Problem statement: Using the entries below, output each line exactly from the first through the one that contains "minlength=(min_length)".

Input data:
::::
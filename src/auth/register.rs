//! The registration page for creating a new account with an email and password.
use std::sync::{Arc, Mutex};

use axum::{
    Form,
    extract::{FromRef, State},
    http::StatusCode,
    response::{IntoResponse, Response},
};
use axum_extra::extract::{PrivateCookieJar, cookie::Key};
use axum_htmx::HxRedirect;
use maud::{Markup, html};
use rusqlite::Connection;
use serde::{Deserialize, Serialize};
use time::Duration;

use crate::{
    AppState, Email, Error, PasswordHash, ValidatedPassword,
    auth::{create_user, get_user_by_email, log_in::email_input, set_auth_cookie},
    endpoints,
    html::{
        BUTTON_PRIMARY_STYLE, FORM_LABEL_STYLE, FORM_TEXT_INPUT_STYLE, base, link,
        loading_spinner, log_in_register, password_input,
    },
    routing::get_internal_server_error_redirect,
    timezone::get_local_offset,
};

/// The minimum number of characters the password should have to be considered valid on the client side (server-side validation is done on top of this validation).
const PASSWORD_INPUT_MIN_LENGTH: u8 = 14;

const DUPLICATE_EMAIL_MSG: &str = "This email is already registered. Log in instead.";

fn confirm_password_input(min_length: u8, error_message: Option<&str>) -> Markup {
    html! {
        div
        {
            label
                for="confirm-password"
                class=(FORM_LABEL_STYLE)
            {
                "Confirm Password"
            }

            input
                type="password"
                name="confirm_password"
                id="confirm-password"
                placeholder="••••••••"
                class=(FORM_TEXT_INPUT_STYLE)
                required
                minlength=(min_length)
                autofocus[error_message.is_some()]
            ;

            @if let Some(error_message) = error_message
            {
                p class="text-red-500 text-base" { (error_message) }
            }
        }
    }
}

/// The error messages to show beside each field of the registration form.
#[derive(Default)]
struct RegistrationErrors<'a> {
    email: Option<&'a str>,
    password: Option<&'a str>,
    confirm_password: Option<&'a str>,
}

fn registration_form(email: &str, errors: RegistrationErrors) -> Markup {
    html! {
        form
            hx-post=(endpoints::USERS)
            hx-indicator="#indicator"
            hx-disabled-elt="#email, #password, #confirm-password, #submit-button"
            class="space-y-4 md:space-y-6"
        {
            (email_input(email, errors.email))
            (password_input(PASSWORD_INPUT_MIN_LENGTH, errors.password))
            (confirm_password_input(PASSWORD_INPUT_MIN_LENGTH, errors.confirm_password))

            button type="submit" id="submit-button" tabindex="0" class=(BUTTON_PRIMARY_STYLE)
            {
                span class="inline htmx-indicator" id="indicator"
                {
                    (loading_spinner())
                }
                "Create Account"
            }

            p class="text-sm font-light text-gray-500 dark:text-gray-400"
            {
                "Already have an account? "
                (link(endpoints::LOG_IN_VIEW, "Log in here"))
            }
        }
    }
}

/// Display the registration page.
pub async fn get_register_page() -> Response {
    let registration_form = registration_form("", RegistrationErrors::default());
    let content = log_in_register("Create an account", &registration_form);
    base("Register", &[], &content).into_response()
}

/// The state needed for creating a new user.
#[derive(Debug, Clone)]
pub struct RegistrationState {
    /// The key to be used for signing and encrypting private cookies.
    pub cookie_key: Key,
    /// The duration for which cookies used for authentication are valid.
    pub cookie_duration: Duration,
    /// The local timezone as a canonical timezone name, e.g. "Asia/Shanghai".
    pub local_timezone: String,
    pub db_connection: Arc<Mutex<Connection>>,
}

impl FromRef<AppState> for RegistrationState {
    fn from_ref(state: &AppState) -> Self {
        Self {
            cookie_key: state.cookie_key.clone(),
            cookie_duration: state.cookie_duration,
            local_timezone: state.local_timezone.clone(),
            db_connection: state.db_connection.clone(),
        }
    }
}

// this impl tells `PrivateCookieJar` how to access the key from our state
impl FromRef<RegistrationState> for Key {
    fn from_ref(state: &RegistrationState) -> Self {
        state.cookie_key.clone()
    }
}

#[derive(Default, Serialize, Deserialize)]
pub struct RegisterForm {
    #[serde(default)]
    pub email: String,
    #[serde(default)]
    pub password: String,
    #[serde(default)]
    pub confirm_password: String,
}

fn form_with_errors(user_data: &RegisterForm, errors: RegistrationErrors) -> Response {
    registration_form(&user_data.email, errors).into_response()
}

/// Create a new user, log them in and send them to the dashboard.
///
/// Problems with the submitted details are shown beside the offending field.
pub async fn register_user(
    State(state): State<RegistrationState>,
    jar: PrivateCookieJar,
    Form(user_data): Form<RegisterForm>,
) -> Response {
    if user_data.email.trim().is_empty() {
        let errors = RegistrationErrors {
            email: Some("Enter your email address."),
            ..Default::default()
        };
        return form_with_errors(&user_data, errors);
    }

    if user_data.password.is_empty() {
        let errors = RegistrationErrors {
            password: Some("Enter a password."),
            ..Default::default()
        };
        return form_with_errors(&user_data, errors);
    }

    let email = match Email::new(&user_data.email) {
        Ok(email) => email,
        Err(error) => {
            let message = error.to_string();
            let errors = RegistrationErrors {
                email: Some(&message),
                ..Default::default()
            };
            return form_with_errors(&user_data, errors);
        }
    };

    let validated_password = match ValidatedPassword::new(&user_data.password) {
        Ok(password) => password,
        Err(error) => {
            let message = error.to_string();
            let errors = RegistrationErrors {
                password: Some(&message),
                ..Default::default()
            };
            return form_with_errors(&user_data, errors);
        }
    };

    if user_data.password != user_data.confirm_password {
        let errors = RegistrationErrors {
            confirm_password: Some("Passwords do not match"),
            ..Default::default()
        };
        return form_with_errors(&user_data, errors);
    }

    let existing_user = match state.db_connection.lock() {
        Ok(connection) => get_user_by_email(&email, &connection),
        Err(error) => {
            tracing::error!("could not acquire database lock: {error}");
            return get_internal_server_error_redirect();
        }
    };

    match existing_user {
        Ok(_) => return duplicate_email_form(&user_data),
        Err(Error::NotFound) => {}
        Err(error) => {
            tracing::error!("Could not check whether {email} is registered: {error}");
            return get_internal_server_error_redirect();
        }
    }

    let password_hash = match PasswordHash::new(validated_password, PasswordHash::DEFAULT_COST) {
        Ok(hash) => hash,
        Err(e) => {
            tracing::error!("an error occurred while hashing a password: {e}");

            return get_internal_server_error_redirect();
        }
    };

    let local_offset = match get_local_offset(&state.local_timezone) {
        Some(offset) => offset,
        None => return Error::InvalidTimezoneError(state.local_timezone).into_response(),
    };

    let user = match state.db_connection.lock() {
        Ok(connection) => create_user(email, password_hash, &connection),
        Err(error) => {
            tracing::error!("could not acquire database lock: {error}");
            return get_internal_server_error_redirect();
        }
    };

    let user = match user {
        Ok(user) => user,
        // Another request registered the same email between the check above and the insert.
        Err(Error::DuplicateEmail) => return duplicate_email_form(&user_data),
        Err(e) => {
            tracing::error!("An unhandled error occurred while inserting a new user: {e}");

            return get_internal_server_error_redirect();
        }
    };

    tracing::info!("Registered new user {}", user.id);

    match set_auth_cookie(
        jar,
        user.id,
        user.email,
        state.cookie_duration,
        local_offset,
    ) {
        Ok(jar) => (
            StatusCode::SEE_OTHER,
            HxRedirect(endpoints::DASHBOARD_VIEW.to_owned()),
            jar,
        )
            .into_response(),
        Err(e) => {
            tracing::error!("An error occurred while setting the auth cookie: {e}");

            get_internal_server_error_redirect()
        }
    }
}

fn duplicate_email_form(user_data: &RegisterForm) -> Response {
    let errors = RegistrationErrors {
        email: Some(DUPLICATE_EMAIL_MSG),
        ..Default::default()
    };
    form_with_errors(user_data, errors)
}
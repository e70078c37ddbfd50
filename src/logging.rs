//! Middleware for logging requests and responses.

use axum::{
    body::{Body, Bytes, to_bytes},
    extract::Request,
    http::{StatusCode, header::CONTENT_TYPE, request, response},
    middleware::Next,
    response::{IntoResponse, Response},
};

/// The number of characters of a body that are logged at the `info` level.
pub const LOG_BODY_LENGTH_LIMIT: usize = 64;

/// Form fields whose values never appear in the logs.
const REDACTED_FIELDS: [&str; 2] = ["password", "confirm_password"];

const REDACTED_VALUE: &str = "********";

/// Log the request and response for each request.
///
/// Both the request and response are logged at the `info` level.
/// If a body is longer than [LOG_BODY_LENGTH_LIMIT] characters, it is
/// truncated and the full body is logged at the `debug` level.
/// Password fields in form submissions are redacted.
pub async fn logging_middleware(request: Request, next: Next) -> Response {
    let (parts, body) = request.into_parts();
    let body = match to_bytes(body, usize::MAX).await {
        Ok(body) => body,
        Err(error) => {
            tracing::error!("could not read request body: {error}");
            return StatusCode::BAD_REQUEST.into_response();
        }
    };

    let body_text = String::from_utf8_lossy(&body);
    if is_form(&parts) {
        log_request(&parts, &redact_form_fields(&body_text));
    } else {
        log_request(&parts, &body_text);
    }

    let response = next.run(Request::from_parts(parts, Body::from(body))).await;

    let (parts, body) = response.into_parts();
    let body: Bytes = match to_bytes(body, usize::MAX).await {
        Ok(body) => body,
        Err(error) => {
            tracing::error!("could not read response body: {error}");
            return StatusCode::INTERNAL_SERVER_ERROR.into_response();
        }
    };
    log_response(&parts, &String::from_utf8_lossy(&body));

    Response::from_parts(parts, Body::from(body))
}

fn is_form(parts: &request::Parts) -> bool {
    parts
        .headers
        .get(CONTENT_TYPE)
        .and_then(|content_type| content_type.to_str().ok())
        .is_some_and(|content_type| content_type.starts_with("application/x-www-form-urlencoded"))
}

fn redact_form_fields(form_text: &str) -> String {
    let Ok(fields) = serde_urlencoded::from_str::<Vec<(String, String)>>(form_text) else {
        return "<unreadable form>".to_owned();
    };

    let fields: Vec<(String, String)> = fields
        .into_iter()
        .map(|(name, value)| {
            if REDACTED_FIELDS.contains(&name.as_str()) {
                (name, REDACTED_VALUE.to_owned())
            } else {
                (name, value)
            }
        })
        .collect();

    serde_urlencoded::to_string(&fields).unwrap_or_else(|_| "<unreadable form>".to_owned())
}

/// The first [LOG_BODY_LENGTH_LIMIT] characters of `body`, or `None` if it is short enough.
fn truncate(body: &str) -> Option<&str> {
    body.char_indices()
        .nth(LOG_BODY_LENGTH_LIMIT)
        .map(|(end, _)| &body[..end])
}

fn log_request(parts: &request::Parts, body: &str) {
    match truncate(body) {
        Some(truncated) => {
            tracing::info!("Received request: {parts:#?}\nbody: {truncated}...");
            tracing::debug!("Full request body: {body:?}");
        }
        None => tracing::info!("Received request: {parts:#?}\nbody: {body:?}"),
    }
}

fn log_response(parts: &response::Parts, body: &str) {
    match truncate(body) {
        Some(truncated) => {
            tracing::info!("Sending response: {parts:#?}\nbody: {truncated}...");
            tracing::debug!("Full response body: {body:?}");
        }
        None => tracing::info!("Sending response: {parts:#?}\nbody: {body:?}"),
    }
}
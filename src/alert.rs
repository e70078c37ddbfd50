//! Alert system for displaying success and error messages to users.
//!
//! Alerts are rendered as HTML fragments that htmx swaps into the
//! `#alert-container` element defined in the base page.

use axum::response::{Html, IntoResponse, Response};
use maud::{Markup, html};

/// A dismissable message shown at the bottom of the page.
#[derive(Debug, Clone, PartialEq)]
pub enum Alert {
    /// A success message on its own.
    SuccessSimple { message: String },
    /// An error message with details on how to fix the problem.
    Error { message: String, details: String },
    /// An error message on its own.
    ErrorSimple { message: String },
}

impl Alert {
    /// Render the alert as an HTML fragment.
    pub fn into_markup(self) -> Markup {
        let (is_error, message, details) = match self {
            Alert::SuccessSimple { message } => (false, message, String::new()),
            Alert::Error { message, details } => (true, message, details),
            Alert::ErrorSimple { message } => (true, message, String::new()),
        };

        let colour_style = if is_error {
            "text-red-800 bg-red-50 border-red-300 dark:bg-gray-800 dark:text-red-400 dark:border-red-800"
        } else {
            "text-green-800 bg-green-50 border-green-300 dark:bg-gray-800 dark:text-green-400 dark:border-green-800"
        };

        html! {
            div
                role="alert"
                data-alert-kind=(if is_error { "error" } else { "success" })
                class={ "alert flex items-start gap-3 p-4 mb-4 border rounded-lg shadow " (colour_style) }
            {
                div class="flex-1"
                {
                    p class="alert-message font-medium" { (message) }

                    @if !details.is_empty()
                    {
                        p class="alert-details mt-1 text-sm" { (details) }
                    }
                }

                button
                    type="button"
                    aria-label="Dismiss"
                    class="ms-auto font-bold"
                    onclick="this.closest('.alert').remove()"
                {
                    "×"
                }
            }
        }
    }

    /// Render the alert as an HTML response body.
    pub fn into_html(self) -> Html<String> {
        Html(self.into_markup().into_string())
    }
}

impl IntoResponse for Alert {
    fn into_response(self) -> Response {
        self.into_html().into_response()
    }
}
::::
Result of this exercise:
filename src/auth/register.rs
//! The registration page for creating a new account with an email and password.
use std::sync::{Arc, Mutex};

use axum::{
    Form,
    extract::{FromRef, State},
    http::StatusCode,
    response::{IntoResponse, Response},
};
use axum_extra::extract::{PrivateCookieJar, cookie::Key};
use axum_htmx::HxRedirect;
use maud::{Markup, html};
use rusqlite::Connection;
use serde::{Deserialize, Serialize};
use time::Duration;

use crate::{
    AppState, Email, Error, PasswordHash, ValidatedPassword,
    auth::{create_user, get_user_by_email, log_in::email_input, set_auth_cookie},
    endpoints,
    html::{
        BUTTON_PRIMARY_STYLE, FORM_LABEL_STYLE, FORM_TEXT_INPUT_STYLE, base, link,
        loading_spinner, log_in_register, password_input,
    },
    routing::get_internal_server_error_redirect,
    timezone::get_local_offset,
};

/// The minimum number of characters the password should have to be considered valid on the client side (server-side validation is done on top of this validation).
const PASSWORD_INPUT_MIN_LENGTH: u8 = 14;

const DUPLICATE_EMAIL_MSG: &str = "This email is already registered. Log in instead.";

fn confirm_password_input(min_length: u8, error_message: Option<&str>) -> Markup {
    html! {
        div
        {
            label
                for="confirm-password"
                class=(FORM_LABEL_STYLE)
            {
                "Confirm Password"
            }

            input
                type="password"
                name="confirm_password"
                id="confirm-password"
                placeholder="••••••••"
                class=(FORM_TEXT_INPUT_STYLE)
                required
                minlength=(min_length)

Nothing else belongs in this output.